The crisis stems from a perfect storm of factors. Russian natural gas flows via the Nord Stream pipeline have been reduced to 20% of capacity, following maintenance disputes and geopolitical tensions. Meanwhile, France’s nuclear fleet is operating at historic lows due to corrosion problems, reducing electricity exports to Germany. And a prolonged drought has lowered water levels on the Rhine, hampering coal and oil deliveries. The result has been wholesale electricity prices surging past €500 per megawatt-hour, more than ten times the average of the past decade.
“This is thermodynamics, not ideology,” said Dr. Helena Vance, Science & Climate Correspondent. “When you cannot generate enough electrons, you must source them from somewhere. Coal, for all its carbon baggage, remains dispatchable. The question is whether this is a temporary patch or a permanent scar on the energy transition.”
The return to coal would undo years of progress. Germany has historically been a leader in renewable energy, with wind and solar now accounting for over 40% of electricity generation. But the expansion of renewables has faltered. Bureaucratic hurdles, local opposition, and supply chain issues have delayed wind farm construction. Solar installations have grown, but not enough to compensate for the shortfall. The country had planned to phase out coal by 2030; this timeline now appears untenable.
The environmental cost is significant. Coal-fired power plants emit more than twice the carbon dioxide per kilowatt-hour compared to natural gas. Activating 10 GW of coal capacity could increase Germany’s annual CO2 emissions by up to 50 million tonnes, a 7% rise from 2021 levels. This would make it nearly impossible for Germany to meet its 2030 climate targets, which require a 65% reduction in emissions compared to 1990.
But the immediate threat is to energy security. Gas storage levels are at 65% capacity, below the government’s target of 80% by October. If Russian supplies are cut entirely, Germany could face a gas shortage of 20 billion cubic metres this winter. That would force rationing for industry and potentially households. The coal option is a hedge against that scenario.

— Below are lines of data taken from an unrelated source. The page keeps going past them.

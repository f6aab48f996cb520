//! Period selector → concrete `[start, end)` time window.
//!
//! Each period anchors differently, all in the device's local time zone:
//! - `hour`: start of the current clock hour
//! - `day`: local midnight, `count - 1` days back
//! - `week`: `count` weeks back at the current time of day (no midnight alignment)
//! - `month`: `count` calendar months back at the current time of day (no midnight alignment)

use chrono::{DateTime, Days, Duration, Local, Months, NaiveDateTime, TimeZone, Timelike};
use serde::Serialize;

use crate::config;
use crate::error::AppError;

/// Period selector accepted by the usage commands.
#[derive(Debug, Clone, Copy, PartialEq, Eq, Hash, Serialize)]
#[serde(rename_all = "snake_case")]
pub enum Period {
    Hour,
    Day,
    Week,
    Month,
}

impl Period {
    pub fn from_id(id: &str) -> Result<Self, AppError> {
        match id {
            "hour" => Ok(Self::Hour),
            "day" => Ok(Self::Day),
            "week" => Ok(Self::Week),
            "month" => Ok(Self::Month),
            _ => Err(AppError::InvalidPeriod(
                "Allowed values: hour, day, week, month".into(),
            )),
        }
    }

    pub fn id(&self) -> &'static str {
        match self {
            Self::Hour => "hour",
            Self::Day => "day",
            Self::Week => "week",
            Self::Month => "month",
        }
    }

    /// Largest accepted `count`. Every period starts at 1.
    pub fn max_count(&self) -> u32 {
        match self {
            Self::Hour => 1,
            Self::Day => config::MAX_DAY_COUNT,
            Self::Week => config::MAX_WEEK_COUNT,
            Self::Month => config::MAX_MONTH_COUNT,
        }
    }

    /// Validate `count` against this period's range.
    pub fn validate_count(&self, count: i64) -> Result<u32, AppError> {
        let max = self.max_count();
        match u32::try_from(count) {
            Ok(c) if (1..=max).contains(&c) => Ok(c),
            _ if max == 1 => Err(AppError::InvalidCount(format!(
                "Count must be 1 for {} period",
                self.id()
            ))),
            _ => Err(AppError::InvalidCount(format!(
                "Count must be between 1 and {max}"
            ))),
        }
    }
}

impl std::fmt::Display for Period {
    fn fmt(&self, f: &mut std::fmt::Formatter<'_>) -> std::fmt::Result {
        f.write_str(self.id())
    }
}

/// Half-open interval in milliseconds since the Unix epoch. `start < end` always.
#[derive(Debug, Clone, Copy, PartialEq, Eq, Hash, Serialize)]
#[serde(rename_all = "camelCase")]
pub struct TimeWindow {
    start_ms: i64,
    end_ms: i64,
}

impl TimeWindow {
    /// Returns `None` unless `start_ms < end_ms`.
    pub fn new(start_ms: i64, end_ms: i64) -> Option<Self> {
        (start_ms < end_ms).then_some(Self { start_ms, end_ms })
    }

    pub fn start_ms(&self) -> i64 {
        self.start_ms
    }

    pub fn end_ms(&self) -> i64 {
        self.end_ms
    }

    pub fn duration_ms(&self) -> i64 {
        self.end_ms - self.start_ms
    }
}

/// Resolve a selector against the current local time.
pub fn resolve(period: Period, count: i64) -> Result<TimeWindow, AppError> {
    resolve_at(period, count, &Local::now())
}

/// Resolve a selector against an explicit `now`, in `now`'s time zone.
pub fn resolve_at<Tz: TimeZone>(
    period: Period,
    count: i64,
    now: &DateTime<Tz>,
) -> Result<TimeWindow, AppError> {
    let count = period.validate_count(count)?;
    let local = now.naive_local();

    let start = match period {
        Period::Hour => {
            let into_hour = Duration::minutes(i64::from(now.minute()))
                + Duration::seconds(i64::from(now.second()))
                + Duration::nanoseconds(i64::from(now.nanosecond()));
            now.clone() - into_hour
        }
        Period::Day => {
            let day = local
                .date()
                .checked_sub_days(Days::new(u64::from(count - 1)))
                .unwrap_or(local.date());
            to_instant(now, day.and_hms_opt(0, 0, 0).unwrap_or(local))
        }
        Period::Week => {
            let target = local
                .checked_sub_days(Days::new(7 * u64::from(count)))
                .unwrap_or(local);
            to_instant(now, target)
        }
        Period::Month => {
            let target = local.checked_sub_months(Months::new(count)).unwrap_or(local);
            to_instant(now, target)
        }
    };

    let end_ms = now.timestamp_millis();
    let mut start_ms = start.timestamp_millis();
    if start_ms >= end_ms {
        // Resolved exactly on an hour or midnight boundary.
        start_ms = end_ms - 1;
    }

    tracing::trace!("Resolved {period} x{count} to [{start_ms}, {end_ms})");
    Ok(TimeWindow { start_ms, end_ms })
}

/// Map a local wall-clock time back to an instant in `now`'s zone.
///
/// Ambiguous times (DST fall-back) take the earlier instant. Non-existent
/// times (DST spring-forward gap) take the first valid instant an hour later,
/// falling back to plain offset arithmetic from `now`.
fn to_instant<Tz: TimeZone>(now: &DateTime<Tz>, target: NaiveDateTime) -> DateTime<Tz> {
    let tz = now.timezone();
    tz.from_local_datetime(&target)
        .earliest()
        .or_else(|| {
            tz.from_local_datetime(&(target + Duration::hours(1)))
                .earliest()
        })
        .unwrap_or_else(|| now.clone() - (now.naive_local() - target))
}
//! Batch remapper
//!
//! Walks an OTLP metrics export and remaps every scope produced by the
//! host-metrics process scraper. Each matching scope is one process batch and
//! is remapped with its own resource attributes, sharing nothing with others.

use opentelemetry_proto::tonic::collector::metrics::v1::ExportMetricsServiceRequest;
use opentelemetry_proto::tonic::common::v1::KeyValue;
use opentelemetry_proto::tonic::metrics::v1::ScopeMetrics;

use super::process::{EmitOptions, remap_process_metrics};

/// Scope name suffix of the host-metrics process scraper
pub const DEFAULT_SCRAPER: &str = "processscraper";

/// Dataset written to remapped data points
pub const DEFAULT_DATASET: &str = "system.process";

#[derive(Debug, Clone, PartialEq, Eq)]
pub struct RemapConfig {
    /// Last `/`-separated segment of the instrumentation scope name to match
    pub scraper: String,
    /// Empty disables the dataset attribute
    pub dataset: String,
    pub enrich: bool,
}

impl Default for RemapConfig {
    fn default() -> Self {
        Self {
            scraper: DEFAULT_SCRAPER.to_string(),
            dataset: DEFAULT_DATASET.to_string(),
            enrich: true,
        }
    }
}

/// Counters from one remap pass
#[derive(Debug, Clone, Copy, Default, PartialEq, Eq)]
pub struct RemapStats {
    pub resources: usize,
    pub scopes_remapped: usize,
    pub metrics_emitted: usize,
}

pub struct Remapper {
    config: RemapConfig,
}

impl Remapper {
    pub fn new(config: RemapConfig) -> Self {
        Self { config }
    }

    pub fn config(&self) -> &RemapConfig {
        &self.config
    }

    /// Remap all process scraper scopes of `request` in place
    pub fn remap(&self, request: &mut ExportMetricsServiceRequest) -> RemapStats {
        let options = EmitOptions {
            dataset: &self.config.dataset,
            enrich: self.config.enrich,
        };
        let mut stats = RemapStats::default();

        for resource_metrics in &mut request.resource_metrics {
            stats.resources += 1;
            let resource: &[KeyValue] = resource_metrics
                .resource
                .as_ref()
                .map(|r| r.attributes.as_slice())
                .unwrap_or_default();

            for scope_metrics in &mut resource_metrics.scope_metrics {
                if !self.matches_scope(scope_metrics) {
                    continue;
                }
                let emitted = remap_process_scope(scope_metrics, resource, &options);
                stats.scopes_remapped += 1;
                stats.metrics_emitted += emitted;
            }
        }

        tracing::debug!(
            resources = stats.resources,
            scopes = stats.scopes_remapped,
            emitted = stats.metrics_emitted,
            "Remapped process metrics"
        );
        stats
    }

    fn matches_scope(&self, scope_metrics: &ScopeMetrics) -> bool {
        scope_metrics
            .scope
            .as_ref()
            .and_then(|s| s.name.rsplit('/').next())
            .is_some_and(|segment| segment == self.config.scraper)
    }
}

/// Remap a single process scraper scope
pub fn remap_process_scope(
    scope_metrics: &mut ScopeMetrics,
    resource: &[KeyValue],
    options: &EmitOptions<'_>,
) -> usize {
    let emitted = remap_process_metrics(&mut scope_metrics.metrics, resource, options);
    tracing::trace!(
        scope = scope_metrics.scope.as_ref().map(|s| s.name.as_str()),
        emitted,
        "Remapped process scope"
    );
    emitted
}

Economically, the move is fraught with risk. Coal generation is expensive given current carbon prices, which have risen to €90 per tonne. The government may need to subsidise coal plants or temporarily suspend the carbon price to make them economical. Such steps would send confusing signals to investors in renewable energy and battery storage, sectors that require policy certainty.
“We are seeing the limits of a piecemeal approach,” said Dr. Vance. “Energy transitions are not linear. You cannot simply replace one fuel with another overnight. The system is teeming with interconnected parts: infrastructure, supply chains, storage, politics. Ignoring these feedback loops leads to crisis.”
The German dilemma highlights a broader tension across Europe. Several countries including Austria, the Netherlands, and the UK have also turned to coal or delayed coal phase-outs in response to the gas crisis. Yet the Continent’s long-term goal remains carbon neutrality by 2050. Short-term survival strategies could lock in fossil fuel dependencies for decades if not carefully managed.
For now, Germany’s government is walking a tightrope. It has approved emergency laws to reactivate coal plants, but insists these measures are temporary. Climate Minister Robert Habeck has stated that the coal revival is a “bitter but necessary” step to get through the winter. The hope is that accelerated renewable deployment and demand reduction measures can fill the gap by next year.
But hope is not a strategy. The physical reality is that every tonne of coal burned today adds to the atmospheric load of CO2, which remains for centuries. The urgency of the climate crisis demands that such measures be short-lived and accompanied by binding commitments to re-accelerate the green transition. As Dr. Vance concludes: “We are borrowing against the planet’s future to pay for today’s debts. That is a dangerous bet.”